Finland shows how high taxes have to be to adequately fund a lavish welfare state, as I have noted:
Finland has an extensive welfare state and most years pays for it without budget deficits. It does so with income taxes that reach a 2012 top rate of 29.75% at €70,301, which is about $57,021 at current exchange rates. For a US taxpayer filing single, the 28% rate doesn’t start until taxable income reaches $85,651, and not up to $142,701 on joint returns. On top of that, Finns pay a 23% Value-added tax on most purchases — a tax that is not tied to income. But there’s more! There is a mandatory 4.7% payroll tax on employee gross wages, plus another 18.3% “paid” by the employer — but that necessarily reduces what they can pay the employee after-tax.
I’m not sure all that would go over well here, but that’s what we’re headed for. Anybody who says rich people can pay for all of the free government stuff is either clueless or lying. The rich guy isn’t buying.
Megan McArdle, Who Gets More Damaged If We Go Over the Fiscal Cliff? At least there’s a drink at the bottom.
At least the weather’s nice. Oh, maybe not… Top Federal Marginal Tax Rate Will Exceed 50% in California, New York, and Hawaii in 2013 (TaxProf)
Amy Feldman, Getting ready for the Medicare tax on investment income (Reuters)
Don’t think he actually plans to pay the higher taxes he supports. Warren Buffett Makes Money On Tax Breaks He Discredits (Steve Stanek, IBD)

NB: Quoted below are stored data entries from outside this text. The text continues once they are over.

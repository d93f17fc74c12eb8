//! Pixel array walk and binarization.

use std::io::{self, Read, Seek};

use rgb::RGB8;

use super::header::RuntimeParameters;
use super::reader::ByteReader;
use crate::bitmap::Bitmap;
use crate::error::BmpError;
use crate::pixel::{BitDepth, color_from_bgr, color_from_word, is_dark};

/// Read every pixel as a color, top row first.
pub fn decode_colors<R: Read + Seek>(
    source: &mut R,
    params: &RuntimeParameters,
) -> Result<Vec<Vec<RGB8>>, BmpError> {
    let mut bytes = ByteReader::new(source);

    // Refuse truncated pixel arrays before allocating rows for them.
    let needed = params
        .row_stride()
        .checked_mul(u64::from(params.height))
        .and_then(|n| n.checked_add(u64::from(params.offset)))
        .ok_or_else(|| {
            BmpError::invalid(format!(
                "{}x{} pixel array extent overflows",
                params.width, params.height
            ))
        })?;
    let available = bytes.stream_len()?;
    if needed > available {
        return Err(BmpError::Io(io::Error::new(
            io::ErrorKind::UnexpectedEof,
            format!("pixel data needs {needed} bytes, source has {available}"),
        )));
    }

    bytes.set_position(u64::from(params.offset))?;

    let bpp = params.bytes_per_pixel();
    let width = params.width as usize;
    let padding = usize::from(params.row_padding_bytes);
    let mut raw_row = vec![0u8; width * bpp];
    let mut scans = Vec::with_capacity(params.height as usize);

    for _ in 0..params.height {
        bytes.read_exact_bytes(&mut raw_row)?;
        bytes.skip(padding)?;
        let scan: Vec<RGB8> = match params.bit_depth {
            BitDepth::Bgr24 => raw_row
                .chunks_exact(3)
                .map(|px| color_from_bgr([px[0], px[1], px[2]]))
                .collect(),
            BitDepth::Bgrx32 => raw_row
                .chunks_exact(4)
                .map(|px| color_from_word(u32::from_le_bytes([px[0], px[1], px[2], px[3]])))
                .collect(),
        };
        scans.push(scan);
    }

    if params.bottom_up {
        scans.reverse();
    }
    Ok(scans)
}

/// Decode the pixel array into a dark/light bitmap, top row first.
pub fn decode_pixels<R: Read + Seek>(
    source: &mut R,
    params: &RuntimeParameters,
) -> Result<Bitmap, BmpError> {
    let rows = decode_colors(source, params)?
        .into_iter()
        .map(|scan| scan.into_iter().map(is_dark).collect())
        .collect();
    Ok(Bitmap::from_rows(params.width, rows))
}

Joseph Thorndike, Moral Abdication Dressed Up Like Hard-Nosed Realism (Tax.com)
But think of the intangible benefits of the Iowa film tax credit program! Film financier sues state over unpaid film credits (AP) The producer of one of the films involved in the suit pleaded guilty to felony chargesarising from tax credits for the film.

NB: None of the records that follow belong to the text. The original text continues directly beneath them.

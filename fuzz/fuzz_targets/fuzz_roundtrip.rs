#![no_main]
use libfuzzer_sys::fuzz_target;
use zenbmp_cross::BmpDocument;

fuzz_target!(|input: (Vec<u8>, [u32; 4])| {
    let (data, corners) = input;
    // If we can decode it, a cross must survive writing and decoding again
    let Ok(mut doc) = BmpDocument::from_bytes(data) else {
        return;
    };

    let (w, h) = (doc.params().width, doc.params().height);
    let a = (corners[0] % w, corners[1] % h);
    let b = (corners[2] % w, corners[3] % h);
    doc.draw_cross(a, b).expect("in-bounds cross");

    let Ok(reread) = BmpDocument::from_bytes(doc.as_bytes().to_vec()) else {
        panic!("edited data failed to decode");
    };
    assert_eq!(reread.bitmap(), doc.bitmap(), "roundtrip pixel mismatch");
});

Joseph Henchman,New York Times Tells the Tale of Michigan’s Bankrupt State-Backed Film Studio (Tax Policy Blog) Oh, and Happy 75th Birthday to the Tax Foundation!
Kay Bell, Tax Carnival #109: Tax Stocking Stuffers
Russ Fox,Nominations Due for 2012 Tax Offender of the Year. ‘Tis the Season!
Must be a Cubs fan. Hapless Mr. Williams Loses Again (Jack Townsend)
Nor do I. No, I Don’t Plan to Take the RTRP Exam (Jason Dinesen).
Jim Maule, The Hidden Government Spending Game. Spending doesn’t become something else just because you run it through a tax return.
Trish McIntire, Do You Have a Spare $2,350? You do? Good, you may need to send it to the IRS in April if Congress doesn’t “patch” the Alternative Minimum Tax for this year.
Robert D. Flach has his Wednesday Buzz roundup of tax posts up!
Holistic auto healing? Cadillac chiropractor sent to prison for tax fraud (Mlive.com)
The Critical Question: Bartlett: The Fiscal Cliff and the Debt Limit — What Would Lincoln Do? (TaxProf)
Judge Holmes Quote of the day.
Allison T. O’Neil, the ex-wife of Michael J. O’Neil, does not want to pay a penny of their joint 2005 federal tax liability because, she says, it [*2] would be inequitable to make her do so.
2 Michael recalls providing Allison with $6,000 to $10,000 per month. Allison recalls getting only $6,000 per month.